The hearings, which are being held for nearly every inmate on Illinois' death row, were set in motion by Republican Gov. George Ryan, who suspended all executions nearly three years ago because of flaws in the criminal justice system.

But the procedural flaws discussed at the hearings have been overwhelmed by the litany of bloody horrors, and the governor himself has become the target of bitter attacks by the relatives of murder victims. "The pain and passion of these families is deafening," said Larry Marshall, a Northwestern University law professor who has been a driving force in exposing problems with Illinois' death penalty. "It's so overwhelming that people are forgetting all the problems that got us here."

So overwhelming, in fact, that Chicago's two major newspapers have urged Ryan to stop the hearings. "Halt the anguish, Gov. Ryan," implored a Chicago Tribune editorial. "Ryan's hearings cruel and unusual," headlined a Chicago Sun-Times editorial. In the space of a week, the public heard once again about:

  • A couple who shot and killed a woman, cut her nearly full-term baby from her womb, and killed two of her other children.
  • Two brothers who beat a sleeping couple to death with baseball bats.
  • A father who tortured his mute, severely retarded stepdaughter for five years until she died.
  • A man who killed a couple after telling them to have their last kiss.
  • A man who took eight women to remote locations and stripped, bound and murdered them.
  • "I can't imagine the public has heard such a parade of horrors combined into such a short time period in American history," said John Gorman, a spokesman for the Cook County State's Attorney's office.

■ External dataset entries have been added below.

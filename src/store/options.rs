use std::sync::Arc;

use crate::persist::PersistentKv;
use crate::value::Value;

/// Configuration for building a store.
///
/// # Examples
///
/// ```
/// use canister::StoreOptions;
///
/// let options = StoreOptions::new("codes").cachable(true).cache_timeout_seconds(30);
/// ```
#[derive(Clone)]
pub struct StoreOptions {
    pub(crate) name: String,
    pub(crate) is_cachable: bool,
    pub(crate) cache_timeout_seconds: i64,
    pub(crate) persist_cache: bool,
    pub(crate) cache_prefix: String,
    pub(crate) kv: Option<Arc<dyn PersistentKv>>,
}

impl StoreOptions {
    /// Options for a non-cachable store with the given name.
    pub fn new(name: impl Into<String>) -> Self {
        Self {
            name: name.into(),
            is_cachable: false,
            cache_timeout_seconds: -1,
            persist_cache: false,
            cache_prefix: String::new(),
            kv: None,
        }
    }

    /// Allow the store to skip repeat load requests while its cache is
    /// valid. Defaults to false.
    pub fn cachable(mut self, cachable: bool) -> Self {
        self.is_cachable = cachable;
        self
    }

    /// Lifetime of the cache in seconds. Zero or less never invalidates
    /// once cached. Defaults to -1.
    pub fn cache_timeout_seconds(mut self, seconds: i64) -> Self {
        self.cache_timeout_seconds = seconds;
        self
    }

    /// Persist the cache through the given key/value backend so a later
    /// store with the same name starts from the cached data.
    pub fn persist_cache(mut self, kv: Arc<dyn PersistentKv>) -> Self {
        self.persist_cache = true;
        self.kv = Some(kv);
        self
    }

    /// Prefix applied to persisted cache keys.
    pub fn cache_prefix(mut self, prefix: impl Into<String>) -> Self {
        self.cache_prefix = prefix.into();
        self
    }

    pub fn name(&self) -> &str {
        &self.name
    }
}

/// One step of a sequential [`chain`](crate::Store::chain) execution.
#[derive(Clone, Debug)]
pub struct ChainStep {
    pub action: String,
    pub params: Vec<Value>,
    pub forward_result: bool,
}

impl ChainStep {
    pub fn new(action: impl Into<String>) -> Self {
        Self {
            action: action.into(),
            params: Vec::new(),
            forward_result: false,
        }
    }

    pub fn params(mut self, params: Vec<Value>) -> Self {
        self.params = params;
        self
    }

    /// Forward this step's result as the first parameter of the next step.
    /// Forwarding is one hop only.
    pub fn forward_result(mut self) -> Self {
        self.forward_result = true;
        self
    }
}

/// Before/after snapshots handed to listeners once a change is confirmed
/// dirty.
///
/// Both snapshots are shallow clones with injected bookkeeping keys
/// stripped; they never share mutable state with the live store data.
#[derive(Clone, Debug, PartialEq)]
pub struct ChangeState {
    pub previous_state: Value,
    pub new_state: Value,
}
use thiserror::Error;

/// Errors produced by store and registry operations.
///
/// Structural registry operations (remove/clear and the `create_*` upserts)
/// degrade to boolean returns instead of raising these; execution-path
/// failures from user callbacks are the one category that propagates to
/// the caller.
#[derive(Debug, Error)]
pub enum StateError {
    /// A store with this name already exists in the registry.
    #[error("store with the name \"{0}\" already exists. Remove the store before re-creating it")]
    DuplicateStore(String),

    /// A user-supplied callback failed; carries the original message.
    #[error("action callback failed: {0}")]
    Callback(String),

    /// A value could not be represented as store data.
    #[error("value cannot be stored: {0}")]
    InvalidData(String),

    /// `set_data` was called on an observable store. Observable data is
    /// mutated through the live value graph, never replaced wholesale.
    #[error("observable store data cannot be set directly")]
    DirectObservableWrite,

    /// A persistent key/value backend failed. The engine treats these as
    /// best-effort and never lets them interrupt the caller.
    #[error("cache persistence failed: {0}")]
    Persistence(String),
}

/// Result alias for store operations.
pub type StateResult<T> = Result<T, StateError>;
//! The registry layer: named lookup of stores and observers, pending
//! handler bookkeeping, and the optional process-wide instance.

pub mod singleton;
pub mod state;

pub use state::State;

    Defense lawyers requested the hearings after Ryan said last spring that he would review every death penalty case before he leaves office in January. Last month, Ryan even suggested that he might grant blanket clemency to all 159 people on death row. But the governor backed away from those comments this week.

    Defense attorneys had hoped the hearings would focus on such problems as police brutality and unreliable jailhouse snitches. But it was clear almost from the beginning that the emphasis would be on the crimes themselves and the families they devastated. During one of the early hearings, Marshall spoke about corrupt judges, retarded defendants allowed to represent themselves and police officers not above torturing confessions out of suspects.

    Then it was the prosecutor's turn. Paul Tsukuno took the parole board back to the night in 1983 when Reginald and Jerry Mahaffey broke into a Chicago home and attacked a sleeping couple. He told of Dean Pueschel being hit with a baseball bat with such force that parts of his skull "looked like a crushed eggshell." He recounted how Jo Ellen Pueschel "died hearing her son say, 'Just lay down.'"

    Family members have transformed the hearing rooms into photo galleries of the dead. They have pointed to the infants in the audience who would never know their grandfathers, the sons and daughters who grew up without parents. "You could not sit in that room without feeling human and without feeling how vulnerable it is to be human," said Arvin Boddie, a board member who was removed after criticizing the hearings and defense attorneys. Craig Findley, another panel member, said: "It's like going to six wakes a day for 2 1/2 weeks."

    Defense attorneys and death penalty opponents acknowledged they could not overcome the words of the family members. "I do think that this is one of those occasions where there are some important pressing arguments about due process, fairness," said Jane Bohman, executive director of the Illinois Coalition Against the Death Penalty. "But it's hard to put that in the forefront in the face of what these families are saying." Marshall said the same phenomenon happens at trial: "Raw pain can obscure any meaningful assessment of the facts and the evidence."